Redwood Empire Food Bank chef Don Nolan makes meals for the masses


CREATIVE COOK  Chef Don Nolan turns a changing lineup of donated ingredients - into quality meals for thousands of Sonoma County residents.
  • CREATIVE COOK Chef Don Nolan turns a changing lineup of donated ingredients into quality meals for thousands of Sonoma County residents.

If Don Nolan's job was a reality TV pitch, it might go like this: "Chef, your challenge is to create a healthful, high-quality entrée out of a random supply of unwanted food and crank out 500 to 600 meals while managing a rotating cast of 70 volunteers with varying degrees of cooking experience."

And the prize is this: labor out of the limelight, five days a week, in the depths of a labyrinthine food bank. Nolan accepts.

The Kitchen Collective chef-prepared meal program was already up and running when the Redwood Empire Food Bank (REFB) launched its Station 3990 distributions in response to the North Bay fires. One among the Food Bank's many programs serving low-income seniors and families, as well as fire victims currently, the program grew out of a long and deliberate process that began when the food bank moved into a vast new complex in north Santa Rosa.

The commercial kitchen was built on the premise that "if you build it, they will come," says REFB chief executive officer David Goodman. At first, it was seldom used. "But one of the really cool things about the culture of the organization," says Goodman, "is everybody was OK with that. We allowed ourselves time to figure out what we wanted to do with it."

The REFB distributes $40 million worth of food every year, most of it donated by individuals, farms, food processors and retail and wholesale groceries. What makes Kitchen Collective inspiring, Goodman says, is that it turns discarded food into something more meaningful—both for the recipient and the organization. "As a hunger-relief worker, and specifically as a food banker, that's a home run."

On a recent morning, Nolan shows off some of the donations he's got to work with, while keeping a team of five volunteers on task with gentle instructions. If this was reality TV, he'd possibly be the most amiable, low-key celebrity chef in reality TV history. Thankfully, he's no Gordon Ramsay.
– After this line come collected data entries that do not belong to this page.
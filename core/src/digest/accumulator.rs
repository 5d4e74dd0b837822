//! digest/accumulator.rs
//! Running digest over encoder output, in emission order.
//!
//! A layer contributes the concatenation of its chunks; chunk boundaries do
//! not affect the result. `finalize` consumes the accumulator, so nothing can
//! be submitted after it.

use crate::digest::types::{Digest, DigestAlg, DigestState};
use crate::media::encoder::{EncodedLayer, EncodedLayerSet};

pub struct HashAccumulator {
    alg: DigestAlg,
    state: DigestState,
    bytes: u64,
}

impl HashAccumulator {
    /// Create a new accumulator.
    #[inline]
    pub fn new(alg: DigestAlg) -> Self {
        Self {
            alg,
            state: DigestState::new(alg),
            bytes: 0,
        }
    }

    pub fn alg(&self) -> DigestAlg {
        self.alg
    }

    /// Bytes folded in so far.
    pub fn bytes_hashed(&self) -> u64 {
        self.bytes
    }

    #[inline]
    pub fn update(&mut self, data: &[u8]) {
        self.state.update(data);
        self.bytes += data.len() as u64;
    }

    /// Feed one layer: every chunk in order, each at its full length.
    pub fn submit_layer(&mut self, layer: &EncodedLayer) {
        for chunk in layer.chunks() {
            self.update(chunk);
        }
    }

    /// Feed one encoder output unit, layer by layer.
    pub fn submit_layer_set(&mut self, set: &EncodedLayerSet) {
        for layer in &set.layers {
            self.submit_layer(layer);
        }
    }

    /// Finalize and return the digest.
    #[inline]
    pub fn finalize(self) -> Digest {
        Digest::from_state(self.alg, self.state)
    }
}
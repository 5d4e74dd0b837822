// ## src/telemetry/snapshot.rs

use std::time::Duration;
use serde::{Serialize, Deserialize};

use crate::telemetry::counters::TelemetryCounters;
use crate::telemetry::timers::{Stage, StageTimes, TelemetryTimer};

/// Immutable view of one fixture run.
#[derive(Debug, Clone, PartialEq, Serialize, Deserialize)]
pub struct TelemetrySnapshot {
    pub counters: TelemetryCounters,
    /// Encoded bytes per raw byte pulled by the encoder.
    pub encode_ratio: f64,
    pub throughput_raw_bytes_per_sec: f64,
    pub elapsed: Duration,
    pub stage_times: StageTimes,
}

impl TelemetrySnapshot {
    pub fn from(counters: &TelemetryCounters, timer: &TelemetryTimer) -> Self {
        let elapsed = timer.elapsed();

        let encode_ratio = if counters.bytes_served > 0 {
            counters.bytes_hashed as f64 / counters.bytes_served as f64
        } else {
            0.0
        };

        let throughput = if elapsed.as_secs_f64() > 0.0 {
            counters.bytes_served as f64 / elapsed.as_secs_f64()
        } else {
            0.0
        };

        Self {
            counters: counters.clone(),
            encode_ratio,
            throughput_raw_bytes_per_sec: throughput,
            elapsed,
            stage_times: timer.stage_times.clone(),
        }
    }

    pub fn stage(&self, stage: Stage) -> Duration {
        self.stage_times.get(stage)
    }

    /// Internal invariants that hold for every completed run:
    /// - the encoder never received more than was decoded
    /// - every served byte was requested
    pub fn sanity_check(&self) -> bool {
        let c = &self.counters;
        c.bytes_served <= c.bytes_serialized && c.bytes_served <= c.bytes_requested
    }
}
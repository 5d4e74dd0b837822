//! media: the decoder/encoder collaborator contracts and the frame model.
//!
//! Responsibilities:
//! - Describe decoded frames as borrowed, strided planes
//! - Define the frame-push decoder and byte-pull encoder seams
//! - Ship raw-YUV and lossless reference collaborators
//!
//! Non-responsibilities:
//! - Buffering between the two seams (see `stream`)
//! - Digests and verdicts

pub mod frame;
pub mod decoder;
pub mod encoder;
pub mod yuv;
pub mod lossless;

pub use frame::{ChromaFormat, Frame, FrameError, Plane, PlaneKind};
pub use decoder::{FrameCallback, FrameDecoder};
pub use encoder::{EncodeParams, EncodedLayer, EncodedLayerSet, FrameEncoder, LayerCallback, SliceMode};
pub use yuv::{RawYuvDecoder, RowPadding};
pub use lossless::{FrameCodec, LosslessEncoder};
"Here, we've got some gluten-free baking mix we're going to make biscuits with," Nolan says, noting that while Kitchen Collective doesn't generally make special diets, everything here is vegetarian.

Several volunteers roll dough and cut biscuits, while others help Nolan prepare kale saag, a riff on the creamy spinach Indian dish. This good-natured team has been helping out, two or three hours a week, for over a year. "It's part of their routine," says Nolan. "A lot say, 'It's like therapy for me.'"

Normally, saag would be made with spinach and paneer, but kale is what the farm sent this week. The cottage cheese, in a funny parallel, was donated by Guy's Grocery Games, a Food Network show in which contestants "shop" for ingredients under time pressure.

Nolan's shopping spree starts on the warehouse floor, where employees of a South Bay company are spending the day unpacking donations as a team-building exercise. Around the corner, Nolan pauses by a crate of locally grown mushrooms—looks like something he might use.

A freezer the size of a semi truck holds entrées from the previous day or so, each labeled with ingredients and sealed with plastic in a microwavable carton.

Back in the kitchen, Nolan's volunteers have sautéed the kale with ginger and garlic until it's bright green and aromatic. The chef blends it in batches with the cheese until he's happy with the texture, and offers a spoonful.

It's pretty good, but it'd probably be even better served with the Indian flatbread, naan. Having already met that challenge, without pause Nolan reaches into the refrigerator and presents a tray of prepared naan. "These are whole wheat, too!"